El madrileño Lucas de Laiglesia ya refrendó su condición de espíritu libérrimo con Tragedia española (2020), un debut no solo notabilísimo sino también premonitorio hasta el desasosiego: publicar en la terrible primavera de aquel año un álbum con semejante título y un primer verso que aludía a la muerte y la “epidemia universal” le convirtió en el mayor Nostradamus del que teníamos noticia en la historia del pop español. Dos años y pico más tarde, este regreso discográfico refrenda no solo la singularidad del veinteañero madrileño, sino también su naturaleza ingobernable, atrabiliaria e irredenta. Hijos del divorcio es un gran álbum que podría ser aún mejor si su firmante hubiera evitado ciertas extravagancias disparatadas que habrá consumado en contra del criterio de amigos, responsables discográficos o cualquier otra persona que le aprecie mínimamente. La primera y más flagrante, abrir el trabajo con dos minutos de monserga a cargo de un coro infantil que aborda, tutelado por un piano más propio de una clase de solfeo, la pieza titulada El coro de los hijos del divorcio.
Tal y como lo oyen.
Sí, ya lo sabemos. El coro es una autoparodia, un flagelo con el que nuestro protagonista ingiere su propia medicina vitriólica desde el párrafo inicial: “Lucas, deja de pensarlo / Nadie quiere hacerte daño / No eres el centro del mundo / es que no importas tanto”. Pero hay en la materialización de la burla un ingrediente irritante, el mismo que provoca ese autotune absurdo en Solo y sin ganas o en la monótona Ochentas & ojeras. A partir de ahí, nos quedan nueve cortes para disfrutar de un tipo trágico, cruel, burlón, divertido y muy hábil en la disección de patetismos propios y ajenos. Un chaval lúcido que vuelve a hilvanar un elepé más o menos conceptual, esta vez sobre cómo las miserias que nos anteceden (“Aprendemos por las malas, copiamos a nuestros padres”, proclama en Llamamiento) repercuten en el daño que nosotros mismos acabamos infligiendo.

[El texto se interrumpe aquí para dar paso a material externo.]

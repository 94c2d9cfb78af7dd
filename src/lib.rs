// Copyright (C) 2019  Braiins Systems s.r.o.
//
// This file is part of Braiins Open-Source Initiative (BOSI).
//
// BOSI is free software: you can redistribute it and/or modify
// it under the terms of the GNU General Public License as published by
// the Free Software Foundation, either version 3 of the License, or
// (at your option) any later version.
//
// This program is distributed in the hope that it will be useful,
// but WITHOUT ANY WARRANTY; without even the implied warranty of
// MERCHANTABILITY or FITNESS FOR A PARTICULAR PURPOSE.  See the
// GNU General Public License for more details.
//
// You should have received a copy of the GNU General Public License
// along with this program.  If not, see <https://www.gnu.org/licenses/>.
//
// Please, keep in mind that we may also license BOSI or any part thereof
// under a proprietary license. For more information on the terms and conditions
// of such proprietary license or if you have any other questions, please
// contact us at opensource@braiins.com.

//! Work-distribution and share-validation core for an Ethash mining pool proxy.

pub mod collaborators;
pub mod config;
pub mod error;
pub mod fetcher;
pub mod logging;
pub mod numeric;
pub mod ringbuffer;
pub mod server;
pub mod session;
pub mod share;
pub mod submitter;
pub mod template;
pub mod testutil;
pub mod vardiff;
pub mod wire;
// Copyright (C) 2019  Braiins Systems s.r.o.
//
// This file is part of Braiins Open-Source Initiative (BOSI).
//
// BOSI is free software: you can redistribute it and/or modify
// it under the terms of the GNU General Public License as published by
// the Free Software Foundation, either version 3 of the License, or
// (at your option) any later version.
//
// This program is distributed in the hope that it will be useful,
// but WITHOUT ANY WARRANTY; without even the implied warranty of
// MERCHANTABILITY or FITNESS FOR A PARTICULAR PURPOSE.  See the
// GNU General Public License for more details.
//
// You should have received a copy of the GNU General Public License
// along with this program.  If not, see <https://www.gnu.org/licenses/>.
//
// Please, keep in mind that we may also license BOSI or any part thereof
// under a proprietary license. For more information on the terms and conditions
// of such proprietary license or if you have any other questions, please
// contact us at opensource@braiins.com.

//! Periodic upstream polling (component C4). Mirrors the original proxy's
//! `fetchBlockTemplate` ticker: poll at a fixed interval, install whatever comes
//! back, and broadcast only when the install actually changed the tip.

use std::sync::Arc;
use std::time::Duration;

use tokio::sync::watch;

use crate::collaborators::Upstream;
use crate::logging::macros::*;
use crate::template::TemplateCache;

/// Runs until `shutdown` fires. Every `interval`, fetches work from `upstream`
/// and installs it into `templates`; on an actual (non-deduplicated) install,
/// sends the new generation number on `notify` so the broadcaster can push new
/// jobs to every connected session.
pub async fn run(
    upstream: Arc<dyn Upstream>,
    templates: Arc<TemplateCache>,
    interval: Duration,
    notify: watch::Sender<usize>,
    mut shutdown: watch::Receiver<bool>,
) {
    let mut ticker = tokio::time::interval(interval);
    loop {
        tokio::select! {
            _ = ticker.tick() => {
                if let Err(err) = poll_once(&*upstream, &templates, &notify).await {
                    warn!("block template fetch failed"; "error" => %err);
                }
            }
            _ = shutdown.changed() => {
                if *shutdown.borrow() {
                    info!("template fetcher shutting down");
                    return;
                }
            }
        }
    }
}

async fn poll_once(
    upstream: &dyn Upstream,
    templates: &TemplateCache,
    notify: &watch::Sender<usize>,
) -> crate::error::Result<()> {
    let work = upstream.get_work().await?;
    if let Some(template) = templates.install(work)? {
        debug!("installed new template"; "height" => template.height);
        let _ = notify.send(templates.generation());
    }
    Ok(())
}
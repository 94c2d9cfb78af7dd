// Copyright (C) 2019  Braiins Systems s.r.o.
//
// This file is part of Braiins Open-Source Initiative (BOSI).
//
// BOSI is free software: you can redistribute it and/or modify
// it under the terms of the GNU General Public License as published by
// the Free Software Foundation, either version 3 of the License, or
// (at your option) any later version.
//
// This program is distributed in the hope that it will be useful,
// but WITHOUT ANY WARRANTY; without even the implied warranty of
// MERCHANTABILITY or FITNESS FOR A PARTICULAR PURPOSE.  See the
// GNU General Public License for more details.
//
// You should have received a copy of the GNU General Public License
// along with this program.  If not, see <https://www.gnu.org/licenses/>.
//
// Please, keep in mind that we may also license BOSI or any part thereof
// under a proprietary license. For more information on the terms and conditions
// of such proprietary license or if you have any other questions, please
// contact us at opensource@braiins.com.

//! Top-level wiring (component C10): constructs the collaborators, template
//! cache and session registry, then spawns the long-running tasks, the same
//! shape as `bosminer::entry::main`.

use std::sync::Arc;
use std::time::{Duration, SystemTime, UNIX_EPOCH};

use futures::stream::{FuturesUnordered, StreamExt};
use lazy_static::lazy_static;
use tokio::net::TcpListener;
use tokio::sync::watch;
use tokio_util::codec::Framed;

use crate::collaborators::{Backend, EthashVerifier, Policy, Upstream};
use crate::config::Config;
use crate::logging::macros::*;
use crate::session::SessionRegistry;
use crate::share::{process_share, ShareOutcome, SubmittedShare};
use crate::template::TemplateCache;
use crate::fetcher;
use crate::wire::{JsonLineCodec, Request, Response};

lazy_static! {
    static ref NONCE_RE: regex::Regex =
        regex::Regex::new(r"(?i)^0x[0-9a-f]{16}$").expect("BUG: malformed nonce regex");
    static ref HASH_RE: regex::Regex =
        regex::Regex::new(r"(?i)^0x[0-9a-f]{64}$").expect("BUG: malformed hash regex");
}

fn unix_now() -> i64 {
    SystemTime::now()
        .duration_since(UNIX_EPOCH)
        .unwrap_or_default()
        .as_secs() as i64
}

/// Everything the running pool needs, grouped so `main` can build it once and
/// hand `Arc` clones to each spawned task.
pub struct Pool {
    pub config: Config,
    pub templates: Arc<TemplateCache>,
    pub sessions: Arc<SessionRegistry>,
    pub upstream: Arc<dyn Upstream>,
    pub backend: Arc<dyn Backend>,
    pub policy: Arc<dyn Policy>,
    pub verifier: Arc<dyn EthashVerifier>,
}

impl Pool {
    /// Runs the fetcher task and the Stratum accept loop until `shutdown` fires.
    /// Both halves observe the same shutdown receiver so a single broadcast
    /// stops the whole process cleanly.
    pub async fn run(self: Arc<Self>, mut shutdown: watch::Receiver<bool>) -> crate::error::Result<()> {
        let (notify_tx, _notify_rx) = watch::channel(0usize);

        let fetch_interval = Duration::from_secs(self.config.proxy.block_refresh_interval);
        let fetcher_task = tokio::spawn(fetcher::run(
            self.upstream.clone(),
            self.templates.clone(),
            fetch_interval,
            notify_tx,
            shutdown.clone(),
        ));

        let listener = TcpListener::bind(&self.config.proxy.stratum.listen)
            .await
            .map_err(|e| crate::error::PoolError::Config(format!("bind failed: {}", e)))?;
        info!("stratum listening"; "addr" => &self.config.proxy.stratum.listen);

        let mut connections = FuturesUnordered::new();
        loop {
            tokio::select! {
                accepted = listener.accept() => {
                    match accepted {
                        Ok((socket, peer)) => {
                            let pool = self.clone();
                            connections.push(tokio::spawn(async move {
                                if let Err(err) = pool.handle_connection(socket, peer.to_string()).await {
                                    warn!("connection error"; "peer" => %peer, "error" => %err);
                                }
                            }));
                        }
                        Err(err) => warn!("accept failed"; "error" => %err),
                    }
                }
                Some(_finished) = connections.next() => {}
                _ = shutdown.changed() => {
                    if *shutdown.borrow() {
                        info!("stratum accept loop shutting down");
                        break;
                    }
                }
            }
        }

        let _ = fetcher_task.await;
        Ok(())
    }

    async fn handle_connection(
        &self,
        socket: tokio::net::TcpStream,
        peer: String,
    ) -> crate::error::Result<()> {
        let mut framed = Framed::new(socket, JsonLineCodec);
        let mut session_id = None;

        while let Some(frame) = framed.next().await {
            let request: Request = frame?;
            let (response, close) = self.dispatch(&request, &peer, &mut session_id).await;
            let send_failed = futures::SinkExt::send(&mut framed, response).await.is_err();
            if send_failed || close {
                break;
            }
        }

        if let Some(id) = session_id {
            self.sessions.disconnect(id);
        }
        Ok(())
    }

    /// Dispatches one request, returning the wire response and whether the
    /// connection must be closed afterwards — set only when the invalid-share
    /// policy reports the peer's rate limit has been exhausted (§6/§7, code 23).
    async fn dispatch(
        &self,
        request: &Request,
        peer: &str,
        session_id: &mut Option<crate::session::SessionId>,
    ) -> (Response, bool) {
        let result = self.dispatch_inner(request, peer, session_id).await;
        match result {
            Ok(value) => (Response::ok(request.id, value), false),
            Err(err) => {
                let close = matches!(err, crate::error::PoolError::InvalidShare);
                (Response::err(request.id, &err), close)
            }
        }
    }

    async fn dispatch_inner(
        &self,
        request: &Request,
        peer: &str,
        session_id: &mut Option<crate::session::SessionId>,
    ) -> crate::error::Result<serde_json::Value> {
        match request.method.as_str() {
            "eth_login" => {
                let raw_login = request.params[0].as_str().unwrap_or_default();
                let session = self
                    .sessions
                    .login(raw_login, peer, self.config.proxy.difficulty, &*self.policy)
                    .await?;
                *session_id = Some(session.id);
                Ok(serde_json::json!(true))
            }
            "eth_getWork" => {
                let id = session_id.ok_or(crate::error::PoolError::NotSubscribed)?;
                let session = self
                    .sessions
                    .get(id)
                    .ok_or(crate::error::PoolError::NotSubscribed)?;
                let template = self
                    .templates
                    .current()
                    .ok_or(crate::error::PoolError::WorkNotReady)?;
                let reply = crate::session::handle_get_work(&session, &template)?;
                Ok(serde_json::json!([
                    reply.header,
                    reply.seed,
                    reply.target,
                    reply.height_hex,
                ]))
            }
            "eth_submitWork" => {
                let id = session_id.ok_or(crate::error::PoolError::NotSubscribed)?;
                let session = self
                    .sessions
                    .get(id)
                    .ok_or(crate::error::PoolError::NotSubscribed)?;

                let nonce = request.params[0].as_str().unwrap_or_default();
                let header = request.params[1].as_str().unwrap_or_default();
                let mix_digest = request.params[2].as_str().unwrap_or_default();

                if !NONCE_RE.is_match(nonce) || !HASH_RE.is_match(header) || !HASH_RE.is_match(mix_digest) {
                    self.policy.apply_malformed_policy(peer).await; // step 1
                    return Err(crate::error::PoolError::MalformedShare);
                }

                let share = SubmittedShare {
                    nonce: nonce.to_lowercase(),
                    header: header.to_lowercase(),
                    mix_digest: mix_digest.to_lowercase(),
                };

                let outcome = process_share(
                    &session,
                    &share,
                    &self.templates,
                    &*self.verifier,
                    &*self.backend,
                    &*self.upstream,
                    self.config.proxy.difficulty,
                )
                .await?;

                let was_valid = !matches!(outcome, ShareOutcome::Invalid);
                session.on_share(unix_now());
                if !self.policy.apply_share_policy(peer, was_valid).await {
                    return Err(crate::error::PoolError::InvalidShare); // rate limit exhausted: code 23
                }

                match outcome {
                    ShareOutcome::DuplicateBlock => Err(crate::error::PoolError::DuplicateShare), // code 22
                    ShareOutcome::Invalid => Ok(serde_json::json!(false)),
                    ShareOutcome::Accepted | ShareOutcome::Block { .. } => Ok(serde_json::json!(true)),
                }
            }
            _ => Err(crate::error::PoolError::MethodNotFound),
        }
    }
}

Lucas puede ser a la par melancólico y radiante (¡Ya no puedo más!), incluso rockero urbano con capacidad para la radiografía generacional (Sálvese quien quiera). Es un tipo trágico y gracioso a la vez. Y, más allá de su apego por la negritud (Mundo cruel, la tecno En la oscuridad, ese Ángel triste que le convierte en un Mikel Erentxun indie), es capaz de hilvanar un homenaje tácito a The Cure con la extraordinaria El malo final. Perversa como el propio artista, capaz de caricaturizarse como “el clon sin gracia de Robert Smith” al tiempo que termina esbozando un cántico casi, casi esperanzado.
Hay que quererle a Lucas tal y como es, sin duda. También con ese prurito, tan consustancial, por la extravagancia. A cambio, Hijos del divorcio regala inesperadas guitarras saturadas (Déjales entrar) y hasta un inesperado himno con ribetes de synth pop para Estrella. Que no deje de ir por libre, por favor.